Start of STUDY MATERIAL
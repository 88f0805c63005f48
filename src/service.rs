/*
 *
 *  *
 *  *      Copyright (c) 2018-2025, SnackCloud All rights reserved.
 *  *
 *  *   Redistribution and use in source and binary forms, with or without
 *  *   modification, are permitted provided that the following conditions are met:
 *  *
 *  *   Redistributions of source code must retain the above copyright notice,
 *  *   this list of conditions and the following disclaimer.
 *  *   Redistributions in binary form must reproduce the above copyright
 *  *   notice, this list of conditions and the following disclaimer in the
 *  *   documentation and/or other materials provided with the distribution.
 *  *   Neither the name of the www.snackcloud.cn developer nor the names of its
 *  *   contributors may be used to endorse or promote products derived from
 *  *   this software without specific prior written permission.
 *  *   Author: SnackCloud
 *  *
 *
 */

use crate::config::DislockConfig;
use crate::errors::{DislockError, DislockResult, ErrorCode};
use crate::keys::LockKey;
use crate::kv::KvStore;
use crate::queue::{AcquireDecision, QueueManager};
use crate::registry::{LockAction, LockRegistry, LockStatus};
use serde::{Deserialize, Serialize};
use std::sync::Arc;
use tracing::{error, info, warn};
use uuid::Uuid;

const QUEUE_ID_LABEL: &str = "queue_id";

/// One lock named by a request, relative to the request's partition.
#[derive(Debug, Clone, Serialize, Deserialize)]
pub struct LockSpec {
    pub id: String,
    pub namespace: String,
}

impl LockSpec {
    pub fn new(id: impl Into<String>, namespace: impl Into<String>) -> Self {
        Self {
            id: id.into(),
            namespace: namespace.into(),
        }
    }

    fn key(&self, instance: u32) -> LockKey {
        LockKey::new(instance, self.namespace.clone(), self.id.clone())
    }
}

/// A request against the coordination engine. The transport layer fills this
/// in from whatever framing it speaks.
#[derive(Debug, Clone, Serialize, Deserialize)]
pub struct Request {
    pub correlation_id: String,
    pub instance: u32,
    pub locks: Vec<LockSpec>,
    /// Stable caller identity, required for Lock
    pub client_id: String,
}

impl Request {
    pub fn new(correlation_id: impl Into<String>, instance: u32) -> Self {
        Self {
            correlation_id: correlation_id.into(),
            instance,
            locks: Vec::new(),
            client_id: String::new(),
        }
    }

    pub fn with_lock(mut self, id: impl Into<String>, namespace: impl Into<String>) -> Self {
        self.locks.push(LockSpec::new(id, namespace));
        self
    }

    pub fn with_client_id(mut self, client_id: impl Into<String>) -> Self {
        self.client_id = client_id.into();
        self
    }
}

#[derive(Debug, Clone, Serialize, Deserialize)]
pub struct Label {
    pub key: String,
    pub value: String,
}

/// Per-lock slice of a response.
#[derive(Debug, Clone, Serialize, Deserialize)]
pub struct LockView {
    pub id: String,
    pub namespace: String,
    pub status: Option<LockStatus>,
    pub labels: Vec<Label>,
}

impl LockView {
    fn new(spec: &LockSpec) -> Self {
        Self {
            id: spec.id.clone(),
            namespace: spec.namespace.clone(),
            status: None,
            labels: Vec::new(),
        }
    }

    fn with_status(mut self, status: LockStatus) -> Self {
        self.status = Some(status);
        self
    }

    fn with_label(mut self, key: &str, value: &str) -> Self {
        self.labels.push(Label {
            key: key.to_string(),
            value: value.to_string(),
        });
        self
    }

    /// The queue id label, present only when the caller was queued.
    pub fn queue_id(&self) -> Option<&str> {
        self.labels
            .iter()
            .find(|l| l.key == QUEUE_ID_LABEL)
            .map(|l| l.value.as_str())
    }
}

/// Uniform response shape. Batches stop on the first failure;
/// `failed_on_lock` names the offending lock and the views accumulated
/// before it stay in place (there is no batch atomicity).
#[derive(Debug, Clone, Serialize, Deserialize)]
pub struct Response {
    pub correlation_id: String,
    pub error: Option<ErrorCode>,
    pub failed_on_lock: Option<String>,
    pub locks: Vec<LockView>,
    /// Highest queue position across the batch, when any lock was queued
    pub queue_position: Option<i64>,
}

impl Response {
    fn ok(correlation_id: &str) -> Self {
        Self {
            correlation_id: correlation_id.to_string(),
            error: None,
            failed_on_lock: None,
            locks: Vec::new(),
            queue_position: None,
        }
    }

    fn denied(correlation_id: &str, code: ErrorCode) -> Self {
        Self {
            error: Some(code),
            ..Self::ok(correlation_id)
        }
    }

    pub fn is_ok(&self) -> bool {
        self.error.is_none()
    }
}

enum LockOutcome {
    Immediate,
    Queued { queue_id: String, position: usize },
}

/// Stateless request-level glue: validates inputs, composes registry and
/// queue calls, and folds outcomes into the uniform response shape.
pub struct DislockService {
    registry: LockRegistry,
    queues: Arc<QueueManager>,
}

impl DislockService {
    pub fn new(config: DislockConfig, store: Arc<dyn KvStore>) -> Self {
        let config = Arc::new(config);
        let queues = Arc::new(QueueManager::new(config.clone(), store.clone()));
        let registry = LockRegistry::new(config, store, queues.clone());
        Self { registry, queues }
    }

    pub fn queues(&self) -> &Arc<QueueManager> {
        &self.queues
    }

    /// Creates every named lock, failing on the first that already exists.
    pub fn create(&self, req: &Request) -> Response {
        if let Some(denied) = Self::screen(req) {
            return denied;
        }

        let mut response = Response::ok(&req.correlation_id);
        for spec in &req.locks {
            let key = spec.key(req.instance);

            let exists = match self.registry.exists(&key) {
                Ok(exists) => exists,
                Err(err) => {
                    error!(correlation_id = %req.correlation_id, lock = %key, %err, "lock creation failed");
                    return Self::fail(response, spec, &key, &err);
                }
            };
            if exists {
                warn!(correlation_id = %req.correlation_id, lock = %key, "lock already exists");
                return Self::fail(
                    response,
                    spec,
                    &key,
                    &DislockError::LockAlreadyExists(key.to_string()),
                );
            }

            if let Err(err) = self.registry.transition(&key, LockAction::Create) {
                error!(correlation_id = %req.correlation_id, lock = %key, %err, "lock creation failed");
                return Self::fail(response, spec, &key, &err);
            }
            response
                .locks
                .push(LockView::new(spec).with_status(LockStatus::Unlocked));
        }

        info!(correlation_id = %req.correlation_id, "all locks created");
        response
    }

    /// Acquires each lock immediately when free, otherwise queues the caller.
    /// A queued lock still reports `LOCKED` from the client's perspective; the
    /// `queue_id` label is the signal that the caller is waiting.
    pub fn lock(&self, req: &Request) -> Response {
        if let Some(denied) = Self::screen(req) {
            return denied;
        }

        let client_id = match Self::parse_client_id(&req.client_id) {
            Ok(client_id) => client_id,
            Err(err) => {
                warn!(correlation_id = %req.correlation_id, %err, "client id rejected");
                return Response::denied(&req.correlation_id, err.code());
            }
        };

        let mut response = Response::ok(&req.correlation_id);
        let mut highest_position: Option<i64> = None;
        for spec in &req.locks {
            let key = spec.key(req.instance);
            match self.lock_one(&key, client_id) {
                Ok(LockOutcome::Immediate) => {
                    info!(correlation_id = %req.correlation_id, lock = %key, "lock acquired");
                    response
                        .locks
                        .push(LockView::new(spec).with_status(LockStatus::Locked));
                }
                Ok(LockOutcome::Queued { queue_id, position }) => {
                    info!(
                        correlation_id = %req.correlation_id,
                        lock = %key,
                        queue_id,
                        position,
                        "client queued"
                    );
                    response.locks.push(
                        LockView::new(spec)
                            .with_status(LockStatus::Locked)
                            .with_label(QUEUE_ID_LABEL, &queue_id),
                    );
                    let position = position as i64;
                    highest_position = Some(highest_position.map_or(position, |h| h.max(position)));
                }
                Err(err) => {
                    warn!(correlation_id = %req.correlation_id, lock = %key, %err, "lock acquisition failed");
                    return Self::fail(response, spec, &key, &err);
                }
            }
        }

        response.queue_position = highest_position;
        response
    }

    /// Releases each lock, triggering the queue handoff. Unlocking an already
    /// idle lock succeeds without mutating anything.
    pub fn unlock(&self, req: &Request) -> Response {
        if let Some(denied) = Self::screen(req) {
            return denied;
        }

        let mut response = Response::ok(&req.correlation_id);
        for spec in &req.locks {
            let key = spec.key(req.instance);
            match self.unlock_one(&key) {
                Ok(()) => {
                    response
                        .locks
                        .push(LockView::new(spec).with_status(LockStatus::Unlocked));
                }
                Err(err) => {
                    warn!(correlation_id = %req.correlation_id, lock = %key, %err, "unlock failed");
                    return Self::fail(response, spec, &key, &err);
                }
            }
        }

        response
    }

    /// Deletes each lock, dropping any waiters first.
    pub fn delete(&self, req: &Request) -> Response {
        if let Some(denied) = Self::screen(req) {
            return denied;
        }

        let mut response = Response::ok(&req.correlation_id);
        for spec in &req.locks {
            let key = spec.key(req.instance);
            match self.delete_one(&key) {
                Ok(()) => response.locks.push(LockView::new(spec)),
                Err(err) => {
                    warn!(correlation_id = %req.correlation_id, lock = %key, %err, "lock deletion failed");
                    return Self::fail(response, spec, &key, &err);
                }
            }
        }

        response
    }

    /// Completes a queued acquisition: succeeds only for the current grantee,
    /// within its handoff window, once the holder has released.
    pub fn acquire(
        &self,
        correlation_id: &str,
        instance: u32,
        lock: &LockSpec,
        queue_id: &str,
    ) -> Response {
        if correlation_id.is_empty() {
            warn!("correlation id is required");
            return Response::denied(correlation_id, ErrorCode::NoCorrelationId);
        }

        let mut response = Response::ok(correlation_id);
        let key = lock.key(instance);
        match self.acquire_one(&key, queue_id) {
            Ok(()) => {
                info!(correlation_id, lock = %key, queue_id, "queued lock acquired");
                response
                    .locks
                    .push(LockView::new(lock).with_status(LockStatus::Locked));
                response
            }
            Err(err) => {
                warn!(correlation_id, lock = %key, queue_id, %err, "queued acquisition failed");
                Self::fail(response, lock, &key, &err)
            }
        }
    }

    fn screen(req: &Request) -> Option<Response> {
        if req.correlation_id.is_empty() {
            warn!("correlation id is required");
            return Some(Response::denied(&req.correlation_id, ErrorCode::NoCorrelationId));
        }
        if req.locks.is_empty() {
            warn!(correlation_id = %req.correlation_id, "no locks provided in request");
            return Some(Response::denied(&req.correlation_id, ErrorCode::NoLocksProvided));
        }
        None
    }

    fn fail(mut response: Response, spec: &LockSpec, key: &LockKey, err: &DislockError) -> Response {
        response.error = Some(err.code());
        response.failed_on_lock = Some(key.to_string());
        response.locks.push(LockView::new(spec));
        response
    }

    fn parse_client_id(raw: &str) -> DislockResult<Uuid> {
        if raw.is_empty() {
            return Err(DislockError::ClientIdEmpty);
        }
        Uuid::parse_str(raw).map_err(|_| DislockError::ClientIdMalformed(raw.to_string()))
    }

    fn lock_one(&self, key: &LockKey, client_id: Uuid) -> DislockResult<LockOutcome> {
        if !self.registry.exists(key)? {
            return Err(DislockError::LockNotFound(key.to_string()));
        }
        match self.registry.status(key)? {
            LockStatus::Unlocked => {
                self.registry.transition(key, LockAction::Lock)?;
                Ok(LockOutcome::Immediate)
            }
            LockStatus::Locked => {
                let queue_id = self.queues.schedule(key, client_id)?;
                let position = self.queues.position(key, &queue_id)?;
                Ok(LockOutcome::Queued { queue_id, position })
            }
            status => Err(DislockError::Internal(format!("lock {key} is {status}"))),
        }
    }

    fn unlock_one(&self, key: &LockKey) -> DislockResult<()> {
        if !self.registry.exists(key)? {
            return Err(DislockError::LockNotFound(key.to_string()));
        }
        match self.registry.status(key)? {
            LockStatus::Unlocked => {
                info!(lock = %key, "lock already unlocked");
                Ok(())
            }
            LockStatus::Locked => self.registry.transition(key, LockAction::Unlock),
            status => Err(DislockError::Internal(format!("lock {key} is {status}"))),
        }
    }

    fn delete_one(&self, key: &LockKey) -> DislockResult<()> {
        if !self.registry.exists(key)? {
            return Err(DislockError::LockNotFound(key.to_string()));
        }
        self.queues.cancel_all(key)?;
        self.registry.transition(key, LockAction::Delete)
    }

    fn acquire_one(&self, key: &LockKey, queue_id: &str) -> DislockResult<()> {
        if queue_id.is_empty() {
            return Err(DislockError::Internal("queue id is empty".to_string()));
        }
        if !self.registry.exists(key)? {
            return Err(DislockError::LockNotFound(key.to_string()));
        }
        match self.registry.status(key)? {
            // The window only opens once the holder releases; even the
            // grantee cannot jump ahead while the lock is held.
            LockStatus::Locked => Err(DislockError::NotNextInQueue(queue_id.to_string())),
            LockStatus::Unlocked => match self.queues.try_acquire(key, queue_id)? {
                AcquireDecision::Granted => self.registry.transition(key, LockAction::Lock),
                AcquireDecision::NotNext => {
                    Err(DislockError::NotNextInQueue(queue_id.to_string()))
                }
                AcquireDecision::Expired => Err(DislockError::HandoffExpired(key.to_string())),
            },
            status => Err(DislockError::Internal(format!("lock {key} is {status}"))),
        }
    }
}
End of STUDY MATERIAL
Start of STUDY MATERIAL
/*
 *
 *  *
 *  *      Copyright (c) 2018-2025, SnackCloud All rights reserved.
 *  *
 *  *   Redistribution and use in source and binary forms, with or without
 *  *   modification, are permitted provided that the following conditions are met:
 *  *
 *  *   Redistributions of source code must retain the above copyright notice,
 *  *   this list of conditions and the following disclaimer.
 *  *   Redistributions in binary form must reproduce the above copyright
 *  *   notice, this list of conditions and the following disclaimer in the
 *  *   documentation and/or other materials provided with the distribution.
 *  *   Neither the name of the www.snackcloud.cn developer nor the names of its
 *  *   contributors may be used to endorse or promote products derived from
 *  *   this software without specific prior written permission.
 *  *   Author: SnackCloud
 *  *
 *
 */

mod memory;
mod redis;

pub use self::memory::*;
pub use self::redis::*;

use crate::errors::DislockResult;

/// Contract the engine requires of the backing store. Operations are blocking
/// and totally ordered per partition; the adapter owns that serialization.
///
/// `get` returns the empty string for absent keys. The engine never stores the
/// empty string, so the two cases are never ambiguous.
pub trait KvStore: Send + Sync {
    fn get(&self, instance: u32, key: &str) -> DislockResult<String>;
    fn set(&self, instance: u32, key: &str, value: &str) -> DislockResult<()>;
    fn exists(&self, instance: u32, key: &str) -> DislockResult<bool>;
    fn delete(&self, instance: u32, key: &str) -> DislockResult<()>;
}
End of STUDY MATERIAL
Start of STUDY MATERIAL
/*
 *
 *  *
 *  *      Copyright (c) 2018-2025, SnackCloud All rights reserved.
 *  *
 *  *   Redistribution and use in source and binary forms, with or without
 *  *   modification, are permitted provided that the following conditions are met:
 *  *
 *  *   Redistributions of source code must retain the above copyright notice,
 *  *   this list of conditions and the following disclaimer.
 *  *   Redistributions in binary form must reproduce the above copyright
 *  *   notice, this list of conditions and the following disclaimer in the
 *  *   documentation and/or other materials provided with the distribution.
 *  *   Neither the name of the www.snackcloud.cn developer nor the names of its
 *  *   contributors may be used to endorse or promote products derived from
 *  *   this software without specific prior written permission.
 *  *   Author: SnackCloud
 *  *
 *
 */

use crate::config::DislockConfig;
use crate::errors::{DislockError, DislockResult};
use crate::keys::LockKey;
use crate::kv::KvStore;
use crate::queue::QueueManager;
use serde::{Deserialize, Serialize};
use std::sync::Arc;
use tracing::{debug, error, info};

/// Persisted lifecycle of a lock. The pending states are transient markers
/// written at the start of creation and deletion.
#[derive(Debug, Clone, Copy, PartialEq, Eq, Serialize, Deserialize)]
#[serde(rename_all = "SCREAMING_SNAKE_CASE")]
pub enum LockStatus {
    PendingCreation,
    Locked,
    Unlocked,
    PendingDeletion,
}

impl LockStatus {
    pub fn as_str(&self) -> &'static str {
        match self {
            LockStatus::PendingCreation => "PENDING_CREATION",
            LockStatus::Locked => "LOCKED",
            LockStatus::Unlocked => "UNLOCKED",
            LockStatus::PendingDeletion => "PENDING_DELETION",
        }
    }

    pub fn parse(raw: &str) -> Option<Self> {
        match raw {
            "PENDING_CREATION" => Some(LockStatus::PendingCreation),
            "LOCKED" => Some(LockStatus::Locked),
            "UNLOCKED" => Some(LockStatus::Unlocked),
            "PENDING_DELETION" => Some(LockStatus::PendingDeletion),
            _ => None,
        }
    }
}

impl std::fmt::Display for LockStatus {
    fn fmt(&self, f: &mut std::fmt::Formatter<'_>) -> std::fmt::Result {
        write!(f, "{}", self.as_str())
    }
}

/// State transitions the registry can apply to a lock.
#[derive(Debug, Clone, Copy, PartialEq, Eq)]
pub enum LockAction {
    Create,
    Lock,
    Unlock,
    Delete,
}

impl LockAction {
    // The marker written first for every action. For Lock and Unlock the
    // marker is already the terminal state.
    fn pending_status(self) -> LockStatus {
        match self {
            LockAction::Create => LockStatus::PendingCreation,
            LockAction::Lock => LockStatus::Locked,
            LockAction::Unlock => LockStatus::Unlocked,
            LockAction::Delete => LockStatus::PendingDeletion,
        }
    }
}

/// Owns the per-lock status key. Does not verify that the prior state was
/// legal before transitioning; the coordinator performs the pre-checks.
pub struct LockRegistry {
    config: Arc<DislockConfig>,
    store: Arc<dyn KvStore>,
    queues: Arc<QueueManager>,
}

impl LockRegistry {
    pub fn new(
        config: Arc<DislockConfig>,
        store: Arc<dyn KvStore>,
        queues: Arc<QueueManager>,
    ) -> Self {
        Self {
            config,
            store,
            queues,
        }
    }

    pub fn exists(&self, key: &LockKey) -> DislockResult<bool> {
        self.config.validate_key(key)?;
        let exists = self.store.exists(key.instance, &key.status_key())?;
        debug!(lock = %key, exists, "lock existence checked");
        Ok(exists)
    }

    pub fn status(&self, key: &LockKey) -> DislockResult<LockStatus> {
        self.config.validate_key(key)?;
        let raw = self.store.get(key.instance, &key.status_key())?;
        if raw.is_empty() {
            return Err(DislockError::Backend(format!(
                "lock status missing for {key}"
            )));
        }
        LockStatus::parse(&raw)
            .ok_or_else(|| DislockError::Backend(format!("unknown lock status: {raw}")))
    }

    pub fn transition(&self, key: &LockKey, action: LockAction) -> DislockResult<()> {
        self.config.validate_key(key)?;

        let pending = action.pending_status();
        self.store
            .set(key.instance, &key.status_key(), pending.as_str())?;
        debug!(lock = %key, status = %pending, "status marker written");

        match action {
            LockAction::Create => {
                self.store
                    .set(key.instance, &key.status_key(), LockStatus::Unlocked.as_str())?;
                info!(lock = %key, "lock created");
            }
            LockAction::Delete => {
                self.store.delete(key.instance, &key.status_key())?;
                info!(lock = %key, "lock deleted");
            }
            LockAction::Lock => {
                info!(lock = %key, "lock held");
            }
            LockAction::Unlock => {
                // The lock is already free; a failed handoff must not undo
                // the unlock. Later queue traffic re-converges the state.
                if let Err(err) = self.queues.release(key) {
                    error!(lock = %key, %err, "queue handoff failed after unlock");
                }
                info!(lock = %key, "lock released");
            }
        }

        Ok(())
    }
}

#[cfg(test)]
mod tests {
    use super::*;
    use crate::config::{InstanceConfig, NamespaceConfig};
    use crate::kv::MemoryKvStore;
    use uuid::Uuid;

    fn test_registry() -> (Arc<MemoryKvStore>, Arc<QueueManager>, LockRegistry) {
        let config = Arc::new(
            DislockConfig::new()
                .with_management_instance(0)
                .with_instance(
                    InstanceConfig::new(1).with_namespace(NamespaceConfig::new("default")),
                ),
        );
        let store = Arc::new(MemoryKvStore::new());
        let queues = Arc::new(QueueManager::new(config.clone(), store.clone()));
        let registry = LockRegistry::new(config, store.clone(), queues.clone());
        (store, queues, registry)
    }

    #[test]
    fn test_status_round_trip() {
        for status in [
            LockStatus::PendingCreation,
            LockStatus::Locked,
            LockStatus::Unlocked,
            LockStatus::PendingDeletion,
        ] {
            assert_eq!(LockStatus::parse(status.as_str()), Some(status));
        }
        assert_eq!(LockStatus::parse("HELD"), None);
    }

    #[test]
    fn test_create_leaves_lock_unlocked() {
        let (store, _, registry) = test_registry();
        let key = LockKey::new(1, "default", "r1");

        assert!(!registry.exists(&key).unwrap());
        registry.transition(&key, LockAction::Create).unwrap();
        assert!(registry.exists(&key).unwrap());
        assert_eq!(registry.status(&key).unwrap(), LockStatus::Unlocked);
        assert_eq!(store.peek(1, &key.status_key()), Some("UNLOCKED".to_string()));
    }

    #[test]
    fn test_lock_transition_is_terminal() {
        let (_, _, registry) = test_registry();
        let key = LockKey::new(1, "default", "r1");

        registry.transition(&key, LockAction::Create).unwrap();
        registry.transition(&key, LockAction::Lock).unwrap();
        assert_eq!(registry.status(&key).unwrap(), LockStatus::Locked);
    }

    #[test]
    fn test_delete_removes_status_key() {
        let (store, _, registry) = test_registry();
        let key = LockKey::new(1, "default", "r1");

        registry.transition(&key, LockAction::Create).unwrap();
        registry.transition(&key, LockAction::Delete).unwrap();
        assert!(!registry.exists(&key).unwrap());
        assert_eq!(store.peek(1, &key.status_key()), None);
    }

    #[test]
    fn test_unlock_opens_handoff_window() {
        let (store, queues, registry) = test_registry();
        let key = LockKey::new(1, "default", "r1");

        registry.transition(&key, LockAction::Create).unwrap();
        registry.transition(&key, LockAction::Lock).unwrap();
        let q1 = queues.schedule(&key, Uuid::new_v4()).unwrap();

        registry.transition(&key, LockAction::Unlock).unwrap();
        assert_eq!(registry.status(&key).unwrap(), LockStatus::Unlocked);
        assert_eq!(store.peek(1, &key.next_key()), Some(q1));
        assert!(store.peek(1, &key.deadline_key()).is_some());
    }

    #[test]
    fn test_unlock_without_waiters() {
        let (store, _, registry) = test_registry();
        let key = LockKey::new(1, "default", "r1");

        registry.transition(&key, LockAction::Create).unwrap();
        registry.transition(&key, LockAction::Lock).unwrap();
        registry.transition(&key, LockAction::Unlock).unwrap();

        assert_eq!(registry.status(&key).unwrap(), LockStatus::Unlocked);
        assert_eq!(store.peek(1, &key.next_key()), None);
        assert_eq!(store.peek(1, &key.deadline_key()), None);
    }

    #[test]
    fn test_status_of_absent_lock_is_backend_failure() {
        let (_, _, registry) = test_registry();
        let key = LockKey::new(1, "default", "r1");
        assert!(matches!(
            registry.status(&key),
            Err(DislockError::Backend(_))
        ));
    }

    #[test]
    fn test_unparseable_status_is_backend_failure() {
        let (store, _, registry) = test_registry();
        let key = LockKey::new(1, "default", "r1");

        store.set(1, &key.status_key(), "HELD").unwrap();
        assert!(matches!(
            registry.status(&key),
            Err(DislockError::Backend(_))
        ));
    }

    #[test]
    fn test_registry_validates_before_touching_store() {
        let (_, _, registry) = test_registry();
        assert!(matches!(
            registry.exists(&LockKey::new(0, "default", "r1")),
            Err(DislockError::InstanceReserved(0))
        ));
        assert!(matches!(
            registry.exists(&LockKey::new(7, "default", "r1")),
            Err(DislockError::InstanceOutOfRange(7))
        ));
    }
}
End of STUDY MATERIAL
WHAT TO WORK ON | Locate the word "grantee" in the records above, and return each line that has it.

TASK RESULT |
    /// Completes a queued acquisition: succeeds only for the current grantee,
            // grantee cannot jump ahead while the lock is held.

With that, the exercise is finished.